Be smarter than that. Think introspectively. View yourself in the mirror and study the incredible face looking back at you. Get to know that person before you imagine your best and most beautiful life. In the absence of knowing yourself, you’ll be doomed to live someone else’s life and regret that you left your own behind.
French style icon and couturière Coco Chanel declared, “Beauty begins the moment you decide to be yourself.” I don’t equate outer looks with beauty. I’ve known societal beauties with shallow hearts and encountered exquisite humans so beautiful because they knew and liked themselves. So, know who you are, explore your talents, discover your desires… only then can you imagine your best life. Start with small changes, be consistent, and watch your joyful self emerge, one small change at a time.

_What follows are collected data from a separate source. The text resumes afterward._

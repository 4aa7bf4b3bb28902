use crate::utils::validation::original_stem;
use std::path::{Path, PathBuf};

/// A received file persisted in the staging directory
#[derive(Debug, Clone)]
pub struct Upload {
    /// Filename as declared by the client
    pub original_name: String,
    /// Unique on-disk location (`<uuid>_<sanitized name>`)
    pub path: PathBuf,
    pub size: u64,
}

impl Upload {
    /// Stem of the client filename, used to name the download
    pub fn original_stem(&self) -> &str {
        original_stem(&self.original_name)
    }

    /// Stem of the staged file; unique, so derived outputs are unique too
    pub fn staged_stem(&self) -> String {
        self.path
            .file_stem()
            .map(|s| s.to_string_lossy().into_owned())
            .unwrap_or_else(|| uuid::Uuid::new_v4().to_string())
    }

    /// Unique output filename for converting this upload to `target`
    pub fn output_name(&self, target: TargetFormat) -> String {
        format!("{}.{}", self.staged_stem(), target.extension())
    }

    /// Filename the caller sees for the converted upload
    pub fn download_name(&self, target: TargetFormat) -> String {
        format!("{}.{}", self.original_stem(), target.extension())
    }
}

#[derive(Debug, Clone, Copy, PartialEq, Eq)]
pub enum TargetFormat {
    Docx,
    Pdf,
}

impl TargetFormat {
    pub fn extension(&self) -> &'static str {
        match self {
            TargetFormat::Docx => "docx",
            TargetFormat::Pdf => "pdf",
        }
    }

    pub fn content_type(&self) -> String {
        match self {
            TargetFormat::Docx => {
                "application/vnd.openxmlformats-officedocument.wordprocessingml.document"
                    .to_string()
            }
            TargetFormat::Pdf => mime::APPLICATION_PDF.to_string(),
        }
    }
}

/// One unit of conversion work; lives only for the duration of a request
#[derive(Debug, Clone)]
pub struct ConversionJob {
    /// Inputs in declared order
    pub inputs: Vec<PathBuf>,
    pub target: TargetFormat,
    pub output: PathBuf,
}

impl ConversionJob {
    pub fn new(inputs: Vec<PathBuf>, target: TargetFormat, output: PathBuf) -> Self {
        Self {
            inputs,
            target,
            output,
        }
    }

    pub fn single(input: &Path, target: TargetFormat, output: PathBuf) -> Self {
        Self::new(vec![input.to_path_buf()], target, output)
    }
}

/// The produced file and how it should be presented to the caller
#[derive(Debug, Clone)]
pub struct ConvertedArtifact {
    pub path: PathBuf,
    pub download_name: String,
    pub content_type: String,
    pub size: u64,
}
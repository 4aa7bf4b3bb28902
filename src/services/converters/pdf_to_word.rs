use super::{ConversionError, ConverterAdapter, ensure_output_size, run_blocking, single_input};
use crate::models::ConversionJob;
use lopdf::Document;
use quick_xml::escape::escape;
use std::collections::HashSet;
use std::fs::File;
use std::io::Write;
use std::path::{Path, PathBuf};
use tracing::{info, warn};
use zip::write::FileOptions;
use zip::{CompressionMethod, ZipArchive, ZipWriter};

pub const CONTENT_TYPES_PART: &str = "[Content_Types].xml";
pub const DOCUMENT_PART: &str = "word/document.xml";
const RELATIONSHIPS_PART: &str = "_rels/.rels";

const MIN_DOCUMENT_XML_BYTES: u64 = 50;
const MIN_DOCX_BYTES: u64 = 100;

const CONTENT_TYPES_XML: &str = r#"<?xml version="1.0" encoding="UTF-8" standalone="yes"?>
<Types xmlns="http://schemas.openxmlformats.org/package/2006/content-types"><Default Extension="rels" ContentType="application/vnd.openxmlformats-package.relationships+xml"/><Default Extension="xml" ContentType="application/xml"/><Override PartName="/word/document.xml" ContentType="application/vnd.openxmlformats-officedocument.wordprocessingml.document.main+xml"/></Types>"#;

const RELATIONSHIPS_XML: &str = r#"<?xml version="1.0" encoding="UTF-8" standalone="yes"?>
<Relationships xmlns="http://schemas.openxmlformats.org/package/2006/relationships"><Relationship Id="rId1" Type="http://schemas.openxmlformats.org/officeDocument/2006/relationships/officeDocument" Target="word/document.xml"/></Relationships>"#;

const PAGE_BREAK: &str = r#"<w:p><w:r><w:br w:type="page"/></w:r></w:p>"#;

// US Letter in twentieths of a point, one-inch margins
const SECTION_PROPERTIES: &str = r#"<w:sectPr><w:pgSz w:w="12240" w:h="15840"/><w:pgMar w:top="1440" w:right="1440" w:bottom="1440" w:left="1440" w:header="720" w:footer="720" w:gutter="0"/></w:sectPr>"#;

/// PDF → DOCX conversion on top of lopdf text extraction
pub struct PdfToWordConverter;

#[async_trait::async_trait]
impl ConverterAdapter for PdfToWordConverter {
    fn name(&self) -> &'static str {
        "pdf-to-word"
    }

    async fn convert(&self, job: &ConversionJob) -> Result<PathBuf, ConversionError> {
        let input = single_input(job)?.to_path_buf();
        let output = job.output.clone();

        run_blocking(move || {
            info!("=== Starting PDF to DOCX conversion ===");
            info!("Input PDF: {}", input.display());
            info!("Output DOCX: {}", output.display());

            let pages = extract_pages(&input)?;
            write_docx(&output, &pages)?;
            validate_docx(&output)?;

            info!("✅ PDF to DOCX conversion successful: {}", output.display());
            Ok(output)
        })
        .await
    }
}

/// Text of every page, in page order
fn extract_pages(path: &Path) -> Result<Vec<String>, ConversionError> {
    let input_size = std::fs::metadata(path)?.len();
    if input_size == 0 {
        return Err(ConversionError::InvalidInput(format!(
            "Input PDF file is empty: {}",
            path.display()
        )));
    }

    let doc = Document::load(path)
        .map_err(|e| ConversionError::Library(format!("failed to read PDF: {}", e)))?;
    let page_numbers: Vec<u32> = doc.get_pages().keys().copied().collect();
    if page_numbers.is_empty() {
        return Err(ConversionError::InvalidInput(
            "PDF file has no pages".to_string(),
        ));
    }
    info!("Input PDF has {} pages ({} bytes)", page_numbers.len(), input_size);

    Ok(page_numbers
        .iter()
        .map(|&number| match doc.extract_text(&[number]) {
            Ok(text) => text,
            Err(e) => {
                warn!("Could not extract text from page {}: {}", number, e);
                String::new()
            }
        })
        .collect())
}

/// Render `word/document.xml`: one paragraph per text line, a page break between pages
pub fn render_document_xml(pages: &[String]) -> String {
    let mut body = String::new();

    for (index, page) in pages.iter().enumerate() {
        if index > 0 {
            body.push_str(PAGE_BREAK);
        }
        let mut wrote_line = false;
        for line in page.lines() {
            let line: String = line
                .trim_end()
                .chars()
                .filter(|c| *c == '\t' || !c.is_control())
                .collect();
            if line.is_empty() {
                body.push_str("<w:p/>");
            } else {
                body.push_str(r#"<w:p><w:r><w:t xml:space="preserve">"#);
                body.push_str(&escape(line.as_str()));
                body.push_str("</w:t></w:r></w:p>");
            }
            wrote_line = true;
        }
        if !wrote_line {
            body.push_str("<w:p/>");
        }
    }

    format!(
        concat!(
            r#"<?xml version="1.0" encoding="UTF-8" standalone="yes"?>"#,
            "\n",
            r#"<w:document xmlns:w="http://schemas.openxmlformats.org/wordprocessingml/2006/main">"#,
            "<w:body>{}{}</w:body></w:document>"
        ),
        body, SECTION_PROPERTIES
    )
}

fn write_docx(path: &Path, pages: &[String]) -> Result<(), ConversionError> {
    if path.exists() {
        std::fs::remove_file(path)?;
        info!("Removed existing output file: {}", path.display());
    }

    let zip_error = |e: zip::result::ZipError| {
        ConversionError::Library(format!("failed to write DOCX package: {}", e))
    };

    let mut zip = ZipWriter::new(File::create(path)?);
    let options = FileOptions::default().compression_method(CompressionMethod::Deflated);

    zip.start_file(CONTENT_TYPES_PART, options)
        .map_err(zip_error)?;
    zip.write_all(CONTENT_TYPES_XML.as_bytes())?;

    zip.start_file(RELATIONSHIPS_PART, options)
        .map_err(zip_error)?;
    zip.write_all(RELATIONSHIPS_XML.as_bytes())?;

    zip.start_file(DOCUMENT_PART, options).map_err(zip_error)?;
    zip.write_all(render_document_xml(pages).as_bytes())?;

    zip.finish().map_err(zip_error)?;
    Ok(())
}

/// Structural check of a produced DOCX: a zip holding both mandatory parts
/// with a non-trivial main document.
pub fn validate_docx(path: &Path) -> Result<(), ConversionError> {
    ensure_output_size(path, MIN_DOCX_BYTES)?;

    info!("Validating DOCX file structure...");
    let mut archive = ZipArchive::new(File::open(path)?).map_err(|e| {
        ConversionError::MalformedOutput(format!("Generated DOCX is not a valid ZIP file: {}", e))
    })?;

    let names: HashSet<&str> = archive.file_names().collect();
    let missing: Vec<&str> = [CONTENT_TYPES_PART, DOCUMENT_PART]
        .into_iter()
        .filter(|part| !names.contains(part))
        .collect();
    if !missing.is_empty() {
        return Err(ConversionError::MalformedOutput(format!(
            "DOCX missing essential files: {:?}",
            missing
        )));
    }
    info!("DOCX contains {} files", names.len());
    drop(names);

    let document_size = archive
        .by_name(DOCUMENT_PART)
        .map_err(|_| {
            ConversionError::MalformedOutput(
                "Could not read word/document.xml - DOCX is corrupted".to_string(),
            )
        })?
        .size();
    if document_size < MIN_DOCUMENT_XML_BYTES {
        return Err(ConversionError::MalformedOutput(
            "Document XML is too small - likely corrupted".to_string(),
        ));
    }

    info!("✅ DOCX structure validation passed ({} byte document)", document_size);
    Ok(())
}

Get Off the Grid. If your life feels as if it’s spinning out of control, take pause: it may not be only your life that’s making you anxious. According to the American Psychological Association, watching news 24/7 has people experiencing more stress and anxiety during a time when we need more joy and human relations. So, treat yourself and minimize activities that prevent you from being personally productive, and stop the obsession with social media and its addicting lure to self-comparisons. One study showed people who gave up Facebook for just one week reported being significantly happier overall. Let’s face it – wouldn’t you rather enjoy being in the present than cringing at bad jokes and negative sensory overload?

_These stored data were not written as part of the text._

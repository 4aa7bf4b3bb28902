mod common;

use common::{jpeg_bytes, page_count, page_widths, pdf_with_pages, png_bytes};
use doc_converter::models::{ConversionJob, TargetFormat};
use doc_converter::services::converters::pdf_to_word::validate_docx;
use doc_converter::services::converters::{
    ConversionError, ConverterAdapter, ImageToPdfConverter, PdfMerger, PdfToWordConverter,
};
use lopdf::{Document, Object, dictionary};
use std::io::Read;
use std::path::{Path, PathBuf};

fn write(dir: &Path, name: &str, bytes: &[u8]) -> PathBuf {
    let path = dir.join(name);
    std::fs::write(&path, bytes).unwrap();
    path
}

fn empty_pdf() -> Vec<u8> {
    let mut doc = Document::with_version("1.5");
    let pages_id = doc.add_object(dictionary! {
        "Type" => "Pages",
        "Kids" => Vec::<Object>::new(),
        "Count" => 0,
    });
    let catalog_id = doc.add_object(dictionary! {
        "Type" => "Catalog",
        "Pages" => pages_id,
    });
    doc.trailer.set("Root", catalog_id);
    let mut bytes = Vec::new();
    doc.save_to(&mut bytes).unwrap();
    bytes
}

#[tokio::test]
async fn test_pdf_to_word_writes_one_section_per_page() {
    let dir = tempfile::tempdir().unwrap();
    let input = write(dir.path(), "in.pdf", &pdf_with_pages(&[612, 612, 612]));
    let output = dir.path().join("out.docx");

    let job = ConversionJob::single(&input, TargetFormat::Docx, output.clone());
    let produced = PdfToWordConverter.convert(&job).await.unwrap();
    assert_eq!(produced, output);
    validate_docx(&produced).unwrap();

    let mut archive = zip::ZipArchive::new(std::fs::File::open(&produced).unwrap()).unwrap();
    let mut document = String::new();
    archive
        .by_name("word/document.xml")
        .unwrap()
        .read_to_string(&mut document)
        .unwrap();
    // two breaks separate three pages
    assert_eq!(document.matches(r#"w:type="page""#).count(), 2);
}

#[tokio::test]
async fn test_pdf_to_word_rejects_garbage() {
    let dir = tempfile::tempdir().unwrap();
    let input = write(dir.path(), "in.pdf", b"this is not a pdf");
    let job = ConversionJob::single(&input, TargetFormat::Docx, dir.path().join("out.docx"));

    assert!(PdfToWordConverter.convert(&job).await.is_err());
}

#[tokio::test]
async fn test_pdf_to_word_rejects_zero_pages() {
    let dir = tempfile::tempdir().unwrap();
    let input = write(dir.path(), "in.pdf", &empty_pdf());
    let job = ConversionJob::single(&input, TargetFormat::Docx, dir.path().join("out.docx"));

    let err = PdfToWordConverter.convert(&job).await.unwrap_err();
    assert!(matches!(err, ConversionError::InvalidInput(_)));
}

#[tokio::test]
async fn test_merge_sums_pages() {
    let dir = tempfile::tempdir().unwrap();
    let inputs = vec![
        write(dir.path(), "a.pdf", &pdf_with_pages(&[101, 102])),
        write(dir.path(), "b.pdf", &pdf_with_pages(&[201])),
        write(dir.path(), "c.pdf", &pdf_with_pages(&[301, 302, 303])),
        write(dir.path(), "d.pdf", &pdf_with_pages(&[401])),
    ];
    let output = dir.path().join("merged.pdf");

    let job = ConversionJob::new(inputs, TargetFormat::Pdf, output.clone());
    PdfMerger.convert(&job).await.unwrap();

    let merged = std::fs::read(&output).unwrap();
    assert_eq!(page_count(&merged), 7);
    assert_eq!(page_widths(&merged), vec![101, 102, 201, 301, 302, 303, 401]);
}

#[tokio::test]
async fn test_merge_keeps_inherited_resources() {
    let dir = tempfile::tempdir().unwrap();
    let inputs = vec![
        write(dir.path(), "a.pdf", &pdf_with_pages(&[100])),
        write(dir.path(), "b.pdf", &pdf_with_pages(&[200])),
    ];
    let output = dir.path().join("merged.pdf");
    PdfMerger
        .convert(&ConversionJob::new(inputs, TargetFormat::Pdf, output.clone()))
        .await
        .unwrap();

    let doc = Document::load(&output).unwrap();
    for page_id in doc.get_pages().into_values() {
        let page = doc.get_dictionary(page_id).unwrap();
        assert!(page.has(b"Resources"), "page {:?} lost its resources", page_id);
    }
}

#[tokio::test]
async fn test_merge_rejects_page_less_input() {
    let dir = tempfile::tempdir().unwrap();
    let inputs = vec![
        write(dir.path(), "a.pdf", &pdf_with_pages(&[100])),
        write(dir.path(), "b.pdf", &empty_pdf()),
    ];
    let job = ConversionJob::new(inputs, TargetFormat::Pdf, dir.path().join("merged.pdf"));

    let err = PdfMerger.convert(&job).await.unwrap_err();
    assert_eq!(err.to_string(), "PDF file 2 has no pages");
}

#[tokio::test]
async fn test_images_one_page_each() {
    let dir = tempfile::tempdir().unwrap();
    let inputs = vec![
        write(dir.path(), "a.png", &png_bytes(300, 100)),
        write(dir.path(), "b.jpg", &jpeg_bytes(100, 300)),
        // extension lies; the decoder goes by content
        write(dir.path(), "c.jpg", &png_bytes(50, 50)),
    ];
    let output = dir.path().join("images.pdf");

    ImageToPdfConverter
        .convert(&ConversionJob::new(inputs, TargetFormat::Pdf, output.clone()))
        .await
        .unwrap();

    let pdf = std::fs::read(&output).unwrap();
    assert_eq!(page_count(&pdf), 3);
    assert_eq!(page_widths(&pdf), vec![612, 612, 612]);
}

#[tokio::test]
async fn test_images_none_usable() {
    let dir = tempfile::tempdir().unwrap();
    let inputs = vec![
        write(dir.path(), "a.png", b"nope"),
        write(dir.path(), "b.jpg", b"still nope"),
    ];
    let job = ConversionJob::new(inputs, TargetFormat::Pdf, dir.path().join("out.pdf"));

    let err = ImageToPdfConverter.convert(&job).await.unwrap_err();
    assert_eq!(err.to_string(), "No images could be processed");
    assert!(!dir.path().join("out.pdf").exists());
}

Do What Feels Right. It sounds simple enough, but how many paths have you taken that didn’t feel right, then you went down the road anyway? Perhaps it felt right, but in the end, it wasn’t for YOU. Maybe it was just what your parents wanted, the path your teacher directed you toward, or the career your colleagues groomed you for. So often decisions are made based on well-intended recommendations. However, you end up nowhere near what you feel is really right – for you. I can’t count how many times I’ve heard someone say after a long and abundant career, “But I really wanted to… be an artist… play the cello… work with animals… be a filmmaker.”
The Healing Power of Prayer. Regardless of religious or spiritual beliefs, something universal occurs when a person joins their hands together in prayer. Whether giving or receiving, there is power in that heavenly ask. Just inquire about its effect on anyone who has had prayers answered, and their belief is indisputable. I started praying during early childhood, even before I had educated schooling on the existence of a God. But I had so many prayers answered as a child that I knew the act never went unheard. To this day, every one of them is followed by a prayer of thanks – from the smallest things like a parking space opening up so I wouldn’t miss a plane flight, to big things like someone surviving against all odds. But don’t be one to pray and wait. Do kind deeds, help humankind, and read thoughtful prose. When your prayer results in anything less than positive, drop to your knees with gratitude. Then go on to live the great life you imagined.

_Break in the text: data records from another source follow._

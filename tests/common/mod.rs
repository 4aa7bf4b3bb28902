#![allow(dead_code)]

use axum::Router;
use doc_converter::config::ConverterConfig;
use doc_converter::models::ConversionJob;
use doc_converter::services::converters::{ConversionError, ConverterAdapter, Converters};
use doc_converter::{AppState, create_app};
use lopdf::content::{Content, Operation};
use lopdf::{Document, Object, Stream, dictionary};
use std::io::Cursor;
use std::path::{Path, PathBuf};
use std::sync::Arc;
use tempfile::TempDir;

pub const BOUNDARY: &str = "---------------------------934857203948572039485720";

/// Hand-built multipart/form-data body
#[derive(Default)]
pub struct MultipartBody {
    body: Vec<u8>,
}

impl MultipartBody {
    pub fn new() -> Self {
        Self::default()
    }

    pub fn file(mut self, name: &str, filename: &str, bytes: &[u8]) -> Self {
        self.body.extend_from_slice(
            format!(
                "--{BOUNDARY}\r\n\
                Content-Disposition: form-data; name=\"{name}\"; filename=\"{filename}\"\r\n\
                Content-Type: application/octet-stream\r\n\r\n"
            )
            .as_bytes(),
        );
        self.body.extend_from_slice(bytes);
        self.body.extend_from_slice(b"\r\n");
        self
    }

    pub fn text(mut self, name: &str, value: &str) -> Self {
        self.body.extend_from_slice(
            format!(
                "--{BOUNDARY}\r\n\
                Content-Disposition: form-data; name=\"{name}\"\r\n\r\n\
                {value}\r\n"
            )
            .as_bytes(),
        );
        self
    }

    pub fn finish(mut self) -> Vec<u8> {
        self.body
            .extend_from_slice(format!("--{BOUNDARY}--\r\n").as_bytes());
        self.body
    }

    pub fn content_type() -> String {
        format!("multipart/form-data; boundary={}", BOUNDARY)
    }
}

/// A PDF with one page per entry of `widths`; each page's MediaBox width
/// identifies it, and the shared font resources live on the page tree root.
pub fn pdf_with_pages(widths: &[i64]) -> Vec<u8> {
    let mut doc = Document::with_version("1.5");
    let pages_id = doc.new_object_id();
    let font_id = doc.add_object(dictionary! {
        "Type" => "Font",
        "Subtype" => "Type1",
        "BaseFont" => "Helvetica",
    });

    let mut kids: Vec<Object> = Vec::new();
    for (index, &width) in widths.iter().enumerate() {
        let content = Content {
            operations: vec![
                Operation::new("BT", vec![]),
                Operation::new("Tf", vec!["F1".into(), 24.into()]),
                Operation::new("Td", vec![50.into(), 700.into()]),
                Operation::new(
                    "Tj",
                    vec![Object::string_literal(format!("Page {}", index + 1))],
                ),
                Operation::new("ET", vec![]),
            ],
        };
        let content_id = doc.add_object(Stream::new(dictionary! {}, content.encode().unwrap()));
        let page_id = doc.add_object(dictionary! {
            "Type" => "Page",
            "Parent" => pages_id,
            "Contents" => content_id,
            "MediaBox" => vec![0.into(), 0.into(), width.into(), 792.into()],
        });
        kids.push(page_id.into());
    }

    doc.objects.insert(
        pages_id,
        Object::Dictionary(dictionary! {
            "Type" => "Pages",
            "Kids" => kids,
            "Count" => widths.len() as i64,
            "Resources" => dictionary! {
                "Font" => dictionary! { "F1" => font_id },
            },
        }),
    );
    let catalog_id = doc.add_object(dictionary! {
        "Type" => "Catalog",
        "Pages" => pages_id,
    });
    doc.trailer.set("Root", catalog_id);

    let mut bytes = Vec::new();
    doc.save_to(&mut bytes).unwrap();
    bytes
}

/// MediaBox widths of every page, in page order
pub fn page_widths(pdf: &[u8]) -> Vec<i64> {
    let doc = Document::load_mem(pdf).unwrap();
    doc.get_pages()
        .into_values()
        .map(|id| {
            let page = doc.get_dictionary(id).unwrap();
            let media_box = page.get(b"MediaBox").unwrap().as_array().unwrap();
            media_box[2].as_float().unwrap() as i64
        })
        .collect()
}

pub fn page_count(pdf: &[u8]) -> usize {
    Document::load_mem(pdf).unwrap().get_pages().len()
}

pub fn png_bytes(width: u32, height: u32) -> Vec<u8> {
    let img = image::RgbaImage::from_pixel(width, height, image::Rgba([200, 30, 30, 255]));
    let mut bytes = Vec::new();
    image::DynamicImage::ImageRgba8(img)
        .write_to(&mut Cursor::new(&mut bytes), image::ImageOutputFormat::Png)
        .unwrap();
    bytes
}

pub fn jpeg_bytes(width: u32, height: u32) -> Vec<u8> {
    let img = image::RgbImage::from_pixel(width, height, image::Rgb([30, 30, 200]));
    let mut bytes = Vec::new();
    image::DynamicImage::ImageRgb8(img)
        .write_to(&mut Cursor::new(&mut bytes), image::ImageOutputFormat::Jpeg(90))
        .unwrap();
    bytes
}

/// Stands in for the office suite: writes a small PDF-looking file
pub struct StubOffice;

#[async_trait::async_trait]
impl ConverterAdapter for StubOffice {
    fn name(&self) -> &'static str {
        "stub-office"
    }

    async fn convert(&self, job: &ConversionJob) -> Result<PathBuf, ConversionError> {
        tokio::fs::write(&job.output, pdf_with_pages(&[612])).await?;
        Ok(job.output.clone())
    }
}

/// An office suite that leaves a partial file behind and then fails
pub struct FailingOffice;

#[async_trait::async_trait]
impl ConverterAdapter for FailingOffice {
    fn name(&self) -> &'static str {
        "failing-office"
    }

    async fn convert(&self, job: &ConversionJob) -> Result<PathBuf, ConversionError> {
        tokio::fs::write(&job.output, b"%PDF-1.4 partial").await?;
        Err(ConversionError::ProcessFailed {
            status: "exit status: 1".to_string(),
            stderr: "Error: source file could not be loaded".to_string(),
        })
    }

    async fn health_check(&self) -> bool {
        false
    }
}

pub struct TestApp {
    pub app: Router,
    pub config: ConverterConfig,
    _root: TempDir,
}

impl TestApp {
    pub fn new() -> Self {
        Self::build(|_| {}, Arc::new(StubOffice))
    }

    pub fn build(
        configure: impl FnOnce(&mut ConverterConfig),
        office: Arc<dyn ConverterAdapter>,
    ) -> Self {
        let root = tempfile::tempdir().unwrap();
        let mut config = ConverterConfig::for_dirs(root.path());
        configure(&mut config);
        config.ensure_dirs().unwrap();

        let converters = Converters {
            office,
            ..Converters::from_config(&config)
        };
        let app = create_app(AppState::with_converters(config.clone(), converters));

        Self {
            app,
            config,
            _root: root,
        }
    }

    /// Number of entries left in the staging and output directories
    pub fn leftover_files(&self) -> usize {
        count_entries(&self.config.staging_dir) + count_entries(&self.config.output_dir)
    }
}

pub fn count_entries(dir: &Path) -> usize {
    std::fs::read_dir(dir).map(|d| d.count()).unwrap_or(0)
}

Finally, take heed to the great legends, men and women of honor and distinction who voiced the same sentiment at end of life. It’s not your resume or the job you held that defines your legacy, but rather the people you affect along the way. You’ll be remembered by the acts you bestowed upon others and the way you lived your best life. Start today by being true to yourself and the people you love; serving those in need for causes bigger than yourself; and enjoying family and friends in real time.